Suddenly and somewhat surprisingly, kayaking on the Hay River appears to have become a popular thing to do this summer.
In fact, a Town of Hay River recreation program had to be revamped because of a large increase in participation compared to last summer.
Dale Loutit, the town’s recreation programmer, explained she began the summer by again offering what she called a Social Paddle.
In essence, she would host a paddle down the river at the same time each week.
She offered rented kayaks from Canoe North or participants could bring their own, and she would drive them back upriver to the starting point.
“I had to change it because I had 17 people showing up,” said Loutit.
The change was necessary for safety reasons because there is supposed to be only five kayakers for each guide, and there is only one guide in Hay River.
“If anything happened to one of the boaters, then that guide could help them out of the water,” said Loutit. “They’re trained to get you out of the water safely while they’re still in the kayak.”
She said last summer only she and certified kayaking day guide Craig Edwards, along with sometimes one or two others, would show up for the Social Paddle.
“Last year, we never had an issue with going over our guiding ratio of five to one so we never really put any caps on it,” said Edwards. “And when we started up this year we had like 30 registrations on the first day.”
Because of this summer’s large numbers, Loutit changed the activity to the Evening Kayak Tour in mid-July, and limited it to five kayakers who have to register in advance for the Tuesday evening paddles from Bob McMeekin Memorial Chamber Park to the Hay River Beach.
Loutit noted the Evening Kayak Tour has been packed, and there is even a waiting list.
As for why kayaking has become so popular in Hay River compared to last year, she said, “I couldn’t tell you.”
Edwards said he can’t give a definitive answer either to explain the sudden increase in participation in the kayaking program.
However, he noted the North may be catching up to a kayaking boom that has been underway for years in the south.
“The kayak industry has been booming for about 10 to 15 years and I think that boom is really beginning to hit up here a little bit more,” he said.

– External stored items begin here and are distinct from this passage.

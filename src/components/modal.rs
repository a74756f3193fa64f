use log::{error, warn};
use wasm_bindgen::{JsCast, JsValue};
use web_sys::{Element, HtmlElement, KeyboardEvent};
use yew::prelude::*;
use yew_hooks::prelude::*;

use crate::components::header;
use crate::config;
use crate::dom;
use crate::error::{PageError, Result};

const NEWSLETTER_ANCHOR: &str = "#newsletter";

/// Index to move focus to when Tab would leave the focusable set, or `None`
/// when the browser's own traversal already stays inside it.
pub fn wrap_focus(len: usize, current: Option<usize>, backwards: bool) -> Option<usize> {
    if len == 0 {
        return None;
    }
    let last = len - 1;
    match (current, backwards) {
        (None, false) => Some(0),
        (None, true) => Some(last),
        (Some(0), true) => Some(last),
        (Some(i), false) if i == last => Some(0),
        _ => None,
    }
}

fn same_node(a: &JsValue, b: &JsValue) -> bool {
    a == b
}

/// Keeps Tab / Shift+Tab cycling inside `modal`. The focusable set is
/// queried on every press since the modal's content may change.
pub fn trap_tab(modal: &Element, event: &KeyboardEvent) -> Result<()> {
    let focusable = dom::query_all_html(modal, config::FOCUSABLE_SELECTOR)?;
    let active = dom::document()?.active_element();
    let current = active.and_then(|active| {
        focusable
            .iter()
            .position(|el| same_node(el.as_ref(), active.as_ref()))
    });

    if let Some(next) = wrap_focus(focusable.len(), current, event.shift_key()) {
        event.prevent_default();
        focusable[next].focus()?;
    }
    Ok(())
}

pub fn set_scroll_lock(locked: bool) -> Result<()> {
    let style = dom::body()?.style();
    if locked {
        style.set_property("overflow", "hidden")?;
    } else {
        style.remove_property("overflow")?;
    }
    Ok(())
}

fn focus_ref(node: &NodeRef, what: &'static str) -> Result<()> {
    let el = node
        .cast::<HtmlElement>()
        .ok_or(PageError::MissingElement(what))?;
    el.focus()?;
    Ok(())
}

#[derive(Properties, PartialEq)]
pub struct ModalProps {
    pub open: bool,
    pub on_close: Callback<()>,
    /// Control that opened the modal; focus returns here on close.
    pub trigger: NodeRef,
}

#[function_component(Modal)]
pub fn modal(props: &ModalProps) -> Html {
    let modal_ref = use_node_ref();
    let close_ref = use_node_ref();
    let was_open = use_mut_ref(|| false);

    // The dialog and its close control are required for everything below.
    {
        let modal_ref = modal_ref.clone();
        let close_ref = close_ref.clone();
        use_effect_with_deps(
            move |_| {
                if modal_ref.get().is_none() {
                    error!("{}", PageError::MissingElement("#modal"));
                }
                if close_ref.get().is_none() {
                    error!("{}", PageError::MissingElement(".modal__close"));
                }
                || {
                    if let Err(e) = set_scroll_lock(false) {
                        warn!("Scroll lock left on after modal unmount: {}", e);
                    }
                }
            },
            (),
        );
    }

    {
        let close_ref = close_ref.clone();
        let trigger = props.trigger.clone();
        use_effect_with_deps(
            move |open: &bool| {
                let open = *open;
                let changed = *was_open.borrow() != open;
                *was_open.borrow_mut() = open;
                if changed {
                    let result = set_scroll_lock(open).and_then(|_| {
                        if open {
                            focus_ref(&close_ref, ".modal__close")
                        } else {
                            focus_ref(&trigger, "subscribe trigger")
                        }
                    });
                    if let Err(e) = result {
                        error!("Modal transition incomplete: {}", e);
                    }
                }
                || ()
            },
            props.open,
        );
    }

    {
        let open = props.open;
        let on_close = props.on_close.clone();
        let modal_ref = modal_ref.clone();
        use_event_with_window("keydown", move |e: KeyboardEvent| {
            if !open {
                return;
            }
            match e.key().as_str() {
                "Escape" => on_close.emit(()),
                "Tab" => {
                    if let Some(modal) = modal_ref.cast::<Element>() {
                        if let Err(err) = trap_tab(&modal, &e) {
                            warn!("Focus trap failed: {}", err);
                        }
                    }
                }
                _ => {}
            }
        });
    }

    let on_backdrop = {
        let on_close = props.on_close.clone();
        let modal_ref = modal_ref.clone();
        Callback::from(move |e: MouseEvent| {
            let target = e.target().and_then(|t| t.dyn_into::<Element>().ok());
            if let (Some(target), Some(modal)) = (target, modal_ref.cast::<Element>()) {
                if same_node(target.as_ref(), modal.as_ref()) {
                    on_close.emit(());
                }
            }
        })
    };

    let on_close_click = {
        let on_close = props.on_close.clone();
        Callback::from(move |_: MouseEvent| on_close.emit(()))
    };

    let on_newsletter_link = {
        let on_close = props.on_close.clone();
        Callback::from(move |e: MouseEvent| {
            e.prevent_default();
            on_close.emit(());
            if let Err(err) = header::scroll_to_section(NEWSLETTER_ANCHOR) {
                warn!("Could not scroll to {}: {}", NEWSLETTER_ANCHOR, err);
            }
        })
    };

    html! {
        <div
            id="modal"
            ref={modal_ref}
            class={classes!("modal", props.open.then(|| "show"))}
            role="dialog"
            aria-modal="true"
            aria-labelledby="modal-title"
            aria-hidden={if props.open { "false" } else { "true" }}
            onclick={on_backdrop}
        >
            <div class="modal__content">
                <button ref={close_ref} class="modal__close" aria-label="Close" onclick={on_close_click}>
                    {"×"}
                </button>
                <h2 id="modal-title" class="modal__title">{"Something magical is coming ✨"}</h2>
                <p class="modal__text">
                    {"Our online boutique opens soon. Join the newsletter and you'll be the first to hear when the doors swing open."}
                </p>
                <a href={NEWSLETTER_ANCHOR} class="modal__link" onclick={on_newsletter_link}>
                    {"Take me to the newsletter"}
                </a>
            </div>
        </div>
    }
}
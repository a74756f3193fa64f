use log::{debug, warn};
use once_cell::sync::Lazy;
use regex::Regex;

use crate::config;
use crate::dom;
use crate::error::{PageError, Result};

static EMAIL_RE: Lazy<Regex> = Lazy::new(|| {
    Regex::new(r"^[^\s\x{FEFF}@]+@[^\s\x{FEFF}@]+\.[^\s\x{FEFF}@]+$").expect("email pattern is valid")
});

/// Strips surrounding whitespace, counting U+FEFF (byte order mark) as
/// whitespace the way browsers' `String.prototype.trim` does.
pub fn trim_email(raw: &str) -> &str {
    raw.trim_matches(|c: char| c.is_whitespace() || c == '\u{FEFF}')
}

/// Syntactic `local@domain.tld` check. Says nothing about deliverability.
pub fn is_valid_email(email: &str) -> bool {
    EMAIL_RE.is_match(email)
}

/// String key-value storage, the shape of `window.localStorage`.
pub trait KeyValueStore {
    fn get(&self, key: &str) -> Result<Option<String>>;
    fn set(&self, key: &str, value: &str) -> Result<()>;
}

impl<T: KeyValueStore + ?Sized> KeyValueStore for &T {
    fn get(&self, key: &str) -> Result<Option<String>> {
        (**self).get(key)
    }

    fn set(&self, key: &str, value: &str) -> Result<()> {
        (**self).set(key, value)
    }
}

pub struct BrowserStorage(web_sys::Storage);

impl BrowserStorage {
    pub fn local() -> Result<Self> {
        match dom::window()?.local_storage() {
            Ok(Some(storage)) => Ok(Self(storage)),
            _ => Err(PageError::StorageUnavailable),
        }
    }
}

impl KeyValueStore for BrowserStorage {
    fn get(&self, key: &str) -> Result<Option<String>> {
        self.0
            .get_item(key)
            .map_err(|e| PageError::Storage(format!("read {}: {:?}", key, e)))
    }

    fn set(&self, key: &str, value: &str) -> Result<()> {
        self.0
            .set_item(key, value)
            .map_err(|e| PageError::Storage(format!("write {}: {:?}", key, e)))
    }
}

#[derive(Debug, Clone, Copy, PartialEq, Eq)]
pub enum SubscribeOutcome {
    Added,
    AlreadySubscribed,
}

/// Ordered, duplicate-free list of subscriber emails persisted under one key.
pub struct SubscriberList<S> {
    store: S,
    key: &'static str,
}

impl SubscriberList<BrowserStorage> {
    pub fn browser() -> Result<Self> {
        Ok(Self::new(BrowserStorage::local()?, config::SUBSCRIBERS_KEY))
    }
}

impl<S: KeyValueStore> SubscriberList<S> {
    pub fn new(store: S, key: &'static str) -> Self {
        Self { store, key }
    }

    /// Current subscribers. Missing or malformed storage reads as empty.
    pub fn load(&self) -> Vec<String> {
        let raw = match self.store.get(self.key) {
            Ok(Some(raw)) => raw,
            Ok(None) => return Vec::new(),
            Err(e) => {
                warn!("Could not read subscribers: {}", e);
                return Vec::new();
            }
        };
        match serde_json::from_str::<Vec<String>>(&raw) {
            Ok(list) => list,
            Err(e) => {
                warn!("Ignoring malformed subscriber list under {}: {}", self.key, e);
                Vec::new()
            }
        }
    }

    pub fn subscribe(&self, email: &str) -> Result<SubscribeOutcome> {
        let mut subscribers = self.load();
        if subscribers.iter().any(|existing| existing == email) {
            return Ok(SubscribeOutcome::AlreadySubscribed);
        }
        subscribers.push(email.to_string());
        let encoded = serde_json::to_string(&subscribers)
            .map_err(|e| PageError::Storage(e.to_string()))?;
        self.store.set(self.key, &encoded)?;
        debug!("Stored subscriber #{}", subscribers.len());
        Ok(SubscribeOutcome::Added)
    }
}

#[cfg(test)]
pub(crate) mod tests {
    use super::*;
    use std::cell::RefCell;
    use std::collections::HashMap;

    #[derive(Default)]
    pub(crate) struct MemoryStore {
        items: RefCell<HashMap<String, String>>,
        pub fail_writes: bool,
    }

    impl MemoryStore {
        pub fn with(key: &str, value: &str) -> Self {
            let store = Self::default();
            store.items.borrow_mut().insert(key.to_string(), value.to_string());
            store
        }

        pub fn raw(&self, key: &str) -> Option<String> {
            self.items.borrow().get(key).cloned()
        }
    }

    impl KeyValueStore for MemoryStore {
        fn get(&self, key: &str) -> Result<Option<String>> {
            Ok(self.raw(key))
        }

        fn set(&self, key: &str, value: &str) -> Result<()> {
            if self.fail_writes {
                return Err(PageError::Storage("quota exceeded".to_string()));
            }
            self.items.borrow_mut().insert(key.to_string(), value.to_string());
            Ok(())
        }
    }

    const KEY: &str = "subscribers";

    #[test]
    fn accepts_plain_addresses() {
        assert!(is_valid_email("person@example.com"));
        assert!(is_valid_email("first.last+tag@mail.example.co.uk"));
    }

    #[test]
    fn rejects_malformed_addresses() {
        for bad in ["", "not-an-email", "a@b", "a b@example.com", "@example.com", "a@@b.com", "a@b."] {
            assert!(!is_valid_email(bad), "{:?} should be rejected", bad);
        }
    }

    #[test]
    fn byte_order_mark_counts_as_whitespace() {
        assert_eq!(trim_email("\u{FEFF} person@example.com\u{FEFF}\n"), "person@example.com");
        assert_eq!(trim_email("\u{00A0}person@example.com"), "person@example.com");
        assert!(!is_valid_email("per\u{FEFF}son@example.com"));
    }

    #[test]
    fn first_subscription_creates_the_list() {
        let list = SubscriberList::new(MemoryStore::default(), KEY);
        assert_eq!(list.subscribe("person@example.com").unwrap(), SubscribeOutcome::Added);
        assert_eq!(list.load(), vec!["person@example.com".to_string()]);
        assert_eq!(list.store.raw(KEY).as_deref(), Some(r#"["person@example.com"]"#));
    }

    #[test]
    fn resubscribing_leaves_the_list_unchanged() {
        let list = SubscriberList::new(MemoryStore::default(), KEY);
        list.subscribe("person@example.com").unwrap();
        let before = list.store.raw(KEY);

        assert_eq!(
            list.subscribe("person@example.com").unwrap(),
            SubscribeOutcome::AlreadySubscribed
        );
        assert_eq!(list.store.raw(KEY), before);
        assert!(list.load().contains(&"person@example.com".to_string()));
    }

    #[test]
    fn new_address_grows_the_list_by_one_in_order() {
        let list = SubscriberList::new(MemoryStore::with(KEY, r#"["a@x.io","b@x.io"]"#), KEY);
        list.subscribe("c@x.io").unwrap();
        assert_eq!(list.load(), vec!["a@x.io", "b@x.io", "c@x.io"]);
    }

    #[test]
    fn corrupt_storage_reads_as_empty() {
        for raw in ["{not json", r#"{"email":"a@x.io"}"#, "[1, 2]", "null"] {
            let list = SubscriberList::new(MemoryStore::with(KEY, raw), KEY);
            assert!(list.load().is_empty(), "{:?} should read as empty", raw);
        }
    }

    #[test]
    fn failed_write_is_reported() {
        let store = MemoryStore { fail_writes: true, ..Default::default() };
        let list = SubscriberList::new(store, KEY);
        assert!(matches!(list.subscribe("person@example.com"), Err(PageError::Storage(_))));
        assert!(list.load().is_empty());
    }
}
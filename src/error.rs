use thiserror::Error;
use wasm_bindgen::JsValue;

#[derive(Debug, Error)]
pub enum PageError {
    #[error("no global window")]
    NoWindow,
    #[error("window has no document")]
    NoDocument,
    #[error("required element missing: {0}")]
    MissingElement(&'static str),
    #[error("local storage is unavailable")]
    StorageUnavailable,
    #[error("storage error: {0}")]
    Storage(String),
    #[error("browser call failed: {0}")]
    Js(String),
}

impl From<JsValue> for PageError {
    fn from(value: JsValue) -> Self {
        PageError::Js(value.as_string().unwrap_or_else(|| format!("{:?}", value)))
    }
}

pub type Result<T> = std::result::Result<T, PageError>;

There will be two more Evening Kayak Tours until the activity ends for the summer on Aug. 22.
Loutit hopes that more people, including herself, can become trained as certified day guides so next year’s paddling on the river can be open to more people.
She and Edwards are currently in contact with a kayaking tour guide training company in the South about possibly offering a course in Hay River.
“So we’re looking at doing it early in the summer next year so that we would have enough guides to accommodate the interest that we have and do it safely,” said Edwards.